On September 19, 2013, Obhrai's role as Parliamentary Secretary to the Minister of Foreign Affairs was augmented when his role was expanded to include responsibility for international human rights. He was appointed to the Queen's Privy Council for Canada by Governor General of Canada David Johnston on the advice of Stephen Harper.

In September 2014, Obhrai received the Pride of India Award from the Indo-American Friends Group of Washington, D.C., and the Indo-American Business Chamber in a dinner ceremony held on Capitol Hill for his contributions towards strengthening Canada's political, social, and cultural relations with India and for his role in increasing Indian diaspora participation in pluralistic political activity.

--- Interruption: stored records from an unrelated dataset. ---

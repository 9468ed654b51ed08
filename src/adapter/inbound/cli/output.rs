//! Terminal output for the `transfer` and `verify` commands.
//!
//! Human mode prints marked, colored lines to stdout. `--json` turns every
//! line into a `{"type": ..., "payload": ...}` object so scripts can follow
//! along. `--quiet` keeps only warnings, failures and errors.

use std::fmt::Display;
use std::sync::OnceLock;
use std::time::Duration;

use indicatif::{ProgressBar, ProgressStyle};
use owo_colors::{OwoColorize, Stream};
use serde_json::{json, Value};

use super::command::ColorChoice;

#[derive(Debug, Clone, Copy, Default, PartialEq, Eq)]
pub enum OutputMode {
    #[default]
    Human,
    Quiet,
    Json,
}

impl OutputMode {
    /// `--json` wins over `--quiet`.
    #[must_use]
    pub const fn from_flags(json: bool, quiet: bool) -> Self {
        match (json, quiet) {
            (true, _) => Self::Json,
            (false, true) => Self::Quiet,
            (false, false) => Self::Human,
        }
    }
}

#[derive(Debug, Clone, Copy, Default)]
struct Settings {
    mode: OutputMode,
    verbose: u8,
}

static SETTINGS: OnceLock<Settings> = OnceLock::new();

fn mode() -> OutputMode {
    SETTINGS.get().map(|s| s.mode).unwrap_or_default()
}

/// Install the global output settings. Only the first call takes effect.
pub fn configure(mode: OutputMode, verbose: u8, color: &ColorChoice) {
    let _ = SETTINGS.set(Settings { mode, verbose });
    match color {
        ColorChoice::Auto => owo_colors::unset_override(),
        ColorChoice::Always => owo_colors::set_override(true),
        ColorChoice::Never => owo_colors::set_override(false),
    }
}

#[must_use]
pub fn verbosity() -> u8 {
    SETTINGS.get().map(|s| s.verbose).unwrap_or_default()
}

fn emit_json(kind: &str, payload: Value) {
    println!("{}", json!({ "type": kind, "payload": payload }));
}

/// Leading mark of a status line.
#[derive(Debug, Clone, Copy)]
enum Mark {
    Step,
    Success,
    Warning,
    Failure,
}

impl Mark {
    const fn kind(self) -> &'static str {
        match self {
            Self::Step => "step",
            Self::Success => "success",
            Self::Warning => "warning",
            Self::Failure => "failure",
        }
    }

    const fn survives_quiet(self) -> bool {
        matches!(self, Self::Warning | Self::Failure)
    }

    fn render(self, message: &str) -> String {
        let symbol = match self {
            Self::Step => "›".if_supports_color(Stream::Stdout, |t| t.cyan()).to_string(),
            Self::Success => "✓".if_supports_color(Stream::Stdout, |t| t.green()).to_string(),
            Self::Warning => "⚠".if_supports_color(Stream::Stdout, |t| t.yellow()).to_string(),
            Self::Failure => "×".if_supports_color(Stream::Stdout, |t| t.red()).to_string(),
        };
        format!("{symbol} {message}")
    }
}

fn status_line(mark: Mark, message: &str) {
    match mode() {
        OutputMode::Json => emit_json(mark.kind(), json!({ "message": message })),
        OutputMode::Quiet if !mark.survives_quiet() => {}
        _ => println!("  {}", mark.render(message)),
    }
}

pub fn step(message: &str) {
    status_line(Mark::Step, message);
}

pub fn success(message: &str) {
    status_line(Mark::Success, message);
}

/// Shown even with `--quiet`.
pub fn warning(message: &str) {
    status_line(Mark::Warning, message);
}

/// Shown even with `--quiet`.
pub fn failure(message: &str) {
    status_line(Mark::Failure, message);
}

/// Print a labeled value.
pub fn field(label: &str, value: impl Display) {
    match mode() {
        OutputMode::Json => emit_json(
            "field",
            json!({ "label": label, "value": value.to_string() }),
        ),
        OutputMode::Quiet => {}
        OutputMode::Human => println!(
            "  {:<12} {}",
            label.if_supports_color(Stream::Stdout, |t| t.dimmed()),
            value
        ),
    }
}

/// Print a bold command header preceded by a blank line.
pub fn section(title: &str) {
    match mode() {
        OutputMode::Json => emit_json("section", json!({ "title": title })),
        OutputMode::Quiet => {}
        OutputMode::Human => {
            println!();
            println!("{}", title.if_supports_color(Stream::Stdout, |t| t.bold()));
        }
    }
}

/// Cyan in human mode, plain otherwise.
pub fn highlight(value: impl Display) -> String {
    match mode() {
        OutputMode::Json => value.to_string(),
        _ => value
            .if_supports_color(Stream::Stdout, |t| t.cyan())
            .to_string(),
    }
}

/// Emit the final command result. JSON mode only.
pub fn result(kind: &str, payload: Value) {
    if mode() == OutputMode::Json {
        emit_json(kind, payload);
    }
}

fn stderr_line(kind: &str, message: &str, human: impl FnOnce() -> String) {
    if mode() == OutputMode::Json {
        eprintln!("{}", json!({ "type": kind, "payload": { "message": message } }));
    } else {
        eprintln!("  {}", human());
    }
}

/// Print an error to stderr.
pub fn error(message: &str) {
    stderr_line("error", message, || {
        format!("{} {message}", "×".if_supports_color(Stream::Stderr, |t| t.red()))
    });
}

/// Print a `hint:` line to stderr. Dropped with `--quiet`.
pub fn hint(message: &str) {
    if mode() == OutputMode::Quiet {
        return;
    }
    stderr_line("hint", message, || {
        format!("{}: {message}", "hint".if_supports_color(Stream::Stderr, |t| t.cyan()))
    });
}

const SPINNER_FRAMES: &[&str] = &["⠋", "⠙", "⠹", "⠸", "⠼", "⠴", "⠦", "⠧", "⠇", "⠏"];

/// Animated wait indicator.
///
/// Without a drawable terminal, or outside human mode, there is no bar and
/// the closing message is printed as a plain status line.
pub struct Spinner {
    bar: Option<ProgressBar>,
}

impl Spinner {
    #[must_use]
    pub fn start(message: &str) -> Self {
        if mode() != OutputMode::Human {
            return Self { bar: None };
        }
        let bar = ProgressBar::new_spinner();
        if bar.is_hidden() {
            return Self { bar: None };
        }
        if let Ok(style) = ProgressStyle::default_spinner()
            .tick_strings(SPINNER_FRAMES)
            .template("  {spinner:.cyan} {msg}")
        {
            bar.set_style(style);
        }
        bar.set_message(message.to_string());
        bar.enable_steady_tick(Duration::from_millis(80));
        Self { bar: Some(bar) }
    }

    /// Run `print` with the bar temporarily cleared.
    pub fn suspend(&self, print: impl FnOnce()) {
        match &self.bar {
            Some(bar) => bar.suspend(print),
            None => print(),
        }
    }

    pub fn succeed(self, message: &str) {
        self.finish(Mark::Success, message);
    }

    pub fn fail(self, message: &str) {
        self.finish(Mark::Failure, message);
    }

    pub fn clear(self) {
        if let Some(bar) = self.bar {
            bar.finish_and_clear();
        }
    }

    fn finish(self, mark: Mark, message: &str) {
        match self.bar {
            Some(bar) => bar.finish_with_message(mark.render(message)),
            None => status_line(mark, message),
        }
    }
}
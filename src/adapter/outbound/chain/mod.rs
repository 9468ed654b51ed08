//! EVM chain adapter (alloy).

mod client;
pub mod keys;

pub use client::AlloyConnector;
pub use keys::KeyMaterial;
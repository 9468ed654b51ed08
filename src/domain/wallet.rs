//! Wallet store model.
//!
//! The store is a JSON document holding named wallet records and the name of
//! the active one:
//!
//! ```json
//! { "currentWallet": "main", "wallets": { "main": { "address": "0x..." } } }
//! ```
//!
//! Both top-level fields are optional at parse time so that a malformed store
//! is reported as a precondition failure instead of a parse error.

use std::collections::BTreeMap;
use std::path::PathBuf;
use std::str::FromStr;

use alloy_primitives::Address;
use serde::Deserialize;

use crate::error::PreconditionError;

/// Persisted wallet store.
#[derive(Debug, Clone, Default, Deserialize)]
#[serde(rename_all = "camelCase")]
pub struct WalletStore {
    #[serde(default)]
    pub current_wallet: Option<String>,
    #[serde(default)]
    pub wallets: Option<BTreeMap<String, WalletRecord>>,
}

/// A single named wallet.
///
/// Unknown fields are ignored; only the address and the optional key
/// material locations are read.
#[derive(Debug, Clone, Default, Deserialize)]
#[serde(rename_all = "camelCase")]
pub struct WalletRecord {
    #[serde(default)]
    pub address: Option<String>,
    /// Hex-encoded private key stored alongside the record.
    #[serde(default)]
    pub private_key: Option<String>,
    /// Encrypted JSON keystore holding the key for this record.
    #[serde(default)]
    pub keystore_path: Option<PathBuf>,
}

/// The wallet selected by `currentWallet`, with its address parsed.
#[derive(Debug, Clone, Copy)]
pub struct ActiveWallet<'a> {
    pub name: &'a str,
    pub record: &'a WalletRecord,
    pub address: Address,
}

impl WalletStore {
    /// Resolve the active wallet.
    ///
    /// # Errors
    ///
    /// - [`PreconditionError::NoActiveWallet`] when `currentWallet` or
    ///   `wallets` is absent or empty
    /// - [`PreconditionError::UnknownWallet`] when `currentWallet` names no record
    /// - [`PreconditionError::MissingAddress`] when the record has no address
    /// - [`PreconditionError::InvalidAddress`] when the address is not 20-byte hex
    pub fn active(&self) -> Result<ActiveWallet<'_>, PreconditionError> {
        let name = self
            .current_wallet
            .as_deref()
            .filter(|name| !name.is_empty())
            .ok_or(PreconditionError::NoActiveWallet)?;
        let wallets = self
            .wallets
            .as_ref()
            .ok_or(PreconditionError::NoActiveWallet)?;

        let record = wallets
            .get(name)
            .ok_or_else(|| PreconditionError::UnknownWallet {
                name: name.to_string(),
            })?;

        let raw = record
            .address
            .as_deref()
            .map(str::trim)
            .filter(|address| !address.is_empty())
            .ok_or_else(|| PreconditionError::MissingAddress {
                name: name.to_string(),
            })?;

        let address = Address::from_str(raw).map_err(|_| PreconditionError::InvalidAddress {
            name: name.to_string(),
            address: raw.to_string(),
        })?;

        Ok(ActiveWallet {
            name,
            record,
            address,
        })
    }
}

#[cfg(test)]
mod tests {
    use super::*;

    const ADDRESS: &str = "0x00000000000000000000000000000000000000aB";

    fn parse(json: &str) -> WalletStore {
        serde_json::from_str(json).expect("parse wallet store")
    }

    #[test]
    fn resolves_current_wallet() {
        let store = parse(&format!(
            r#"{{"currentWallet":"a","wallets":{{"a":{{"address":"{ADDRESS}","extra":1}}}}}}"#
        ));
        let active = store.active().unwrap();
        assert_eq!(active.name, "a");
        assert_eq!(active.address, Address::from_str(ADDRESS).unwrap());
    }

    #[test]
    fn missing_current_wallet_is_rejected() {
        let store = parse(r#"{"wallets":{}}"#);
        assert_eq!(store.active().unwrap_err(), PreconditionError::NoActiveWallet);
    }

    #[test]
    fn missing_wallets_map_is_rejected() {
        let store = parse(r#"{"currentWallet":"a"}"#);
        assert_eq!(store.active().unwrap_err(), PreconditionError::NoActiveWallet);
    }

    #[test]
    fn empty_current_wallet_is_rejected() {
        let store = parse(r#"{"currentWallet":"","wallets":{"":{"address":"0x1"}}}"#);
        assert_eq!(store.active().unwrap_err(), PreconditionError::NoActiveWallet);
    }

    #[test]
    fn dangling_current_wallet_is_rejected() {
        let store = parse(r#"{"currentWallet":"b","wallets":{"a":{}}}"#);
        assert_eq!(
            store.active().unwrap_err(),
            PreconditionError::UnknownWallet { name: "b".into() }
        );
    }

    #[test]
    fn blank_address_is_rejected() {
        let store = parse(r#"{"currentWallet":"a","wallets":{"a":{"address":"  "}}}"#);
        assert_eq!(
            store.active().unwrap_err(),
            PreconditionError::MissingAddress { name: "a".into() }
        );
    }

    #[test]
    fn malformed_address_is_rejected() {
        let store = parse(r#"{"currentWallet":"a","wallets":{"a":{"address":"0xabc"}}}"#);
        assert!(matches!(
            store.active().unwrap_err(),
            PreconditionError::InvalidAddress { .. }
        ));
    }
}
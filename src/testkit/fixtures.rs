//! Builders for wallet stores, artifacts and amounts.

use std::collections::BTreeMap;
use std::str::FromStr;

use alloy_primitives::{Address, U256};
use serde_json::{json, Value};

use crate::domain::{WalletRecord, WalletStore};

/// Address used as the active wallet in fixtures.
pub const WALLET_ADDRESS: &str = "0x00000000000000000000000000000000000000aa";

/// Address used as the transfer recipient in fixtures.
pub const RECIPIENT_ADDRESS: &str = "0x00000000000000000000000000000000000000bb";

/// Address used as the deployed contract in fixtures.
pub const CONTRACT_ADDRESS: &str = "0xC0FFEE000000000000000000000000000000C0DE";

pub fn address(hex: &str) -> Address {
    Address::from_str(hex).expect("fixture address")
}

pub fn wallet_address() -> Address {
    address(WALLET_ADDRESS)
}

pub fn recipient_address() -> Address {
    address(RECIPIENT_ADDRESS)
}

pub fn contract_address() -> Address {
    address(CONTRACT_ADDRESS)
}

/// Whole ether expressed in wei.
pub fn ether(amount: u64) -> U256 {
    U256::from(amount) * U256::from(10u64).pow(U256::from(18u8))
}

/// Store whose active wallet `name` has `address`.
pub fn wallet_store(name: &str, address: &str) -> WalletStore {
    let mut wallets = BTreeMap::new();
    wallets.insert(
        name.to_string(),
        WalletRecord {
            address: Some(address.to_string()),
            ..WalletRecord::default()
        },
    );
    WalletStore {
        current_wallet: Some(name.to_string()),
        wallets: Some(wallets),
    }
}

/// Store with a single active wallet at [`WALLET_ADDRESS`].
pub fn default_wallet_store() -> WalletStore {
    wallet_store("a", WALLET_ADDRESS)
}

/// Minimal build-info artifact with a JSON Standard Input.
pub fn artifact() -> Value {
    json!({
        "_format": "hh-sol-build-info-1",
        "solcVersion": "0.8.24",
        "solcLongVersion": "0.8.24+commit.e11b9ed9",
        "input": {
            "language": "Solidity",
            "sources": {
                "contracts/Counter.sol": {
                    "content": "pragma solidity ^0.8.24; contract Counter { uint256 public n; }"
                }
            },
            "settings": {
                "optimizer": { "enabled": false, "runs": 200 },
                "outputSelection": { "*": { "*": ["abi", "evm.bytecode"] } }
            }
        }
    })
}
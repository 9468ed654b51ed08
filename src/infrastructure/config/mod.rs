//! Infrastructure configuration modules.

pub mod logging;
pub mod network;
pub mod settings;

pub use settings::Config;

Obhrai was the longest-serving Conservative MP in Canada's 42nd Parliament. Obhrai served as the International Development Critic in the Shadow Cabinet of Rona Ambrose, before resigning from the Shadow Cabinet to seek the Conservative Party leadership.

===Conservative leadership campaign===
Obhrai ran in the 2017 Conservative Party of Canada leadership election. The focus of his campaign was promoting Conservative outreach to immigrant communities and opposing proposals by fellow leadership candidate Kellie Leitch to screen immigrants for Canadian values. Having received 0.41% of the vote on the first ballot, Obhrai was eliminated after the first round.

===Post-leadership run===
Obhrai did not return to the Shadow Cabinet under new Conservative Leader Andrew Scheer.

In December 2017, it was reported that Obhrai was being challenged for the Conservative nomination in Calgary Forest Lawn for the 2019 election by former Calgary-East MLA Moe Amery.

==Personal life==
Obhrai married his wife Neena in 1971 and immigrated to Canada in 1977 along with their daughter Priti. After Obhrai's death in 2019, his son Aman lost the conservative nomination to succeed his father as Conservative candidate in Calgary Forest Lawn in the federal election later that year by Jasraj Singh Hallan. His daughter Priti Obhrai-Martin was the Liberal Party of Canada candidate in Calgary East for the 2025 federal election.

=== Death ===
Obhrai died of liver cancer on August 2, 2019, in Calgary. He had been diagnosed with the disease just a few weeks earlier. He was the longest-serving Conservative member of Parliament. A memorial service was held in Calgary several weeks after Obhrai's death. Stephen Harper and Andrew Scheer were among those who spoke at the service.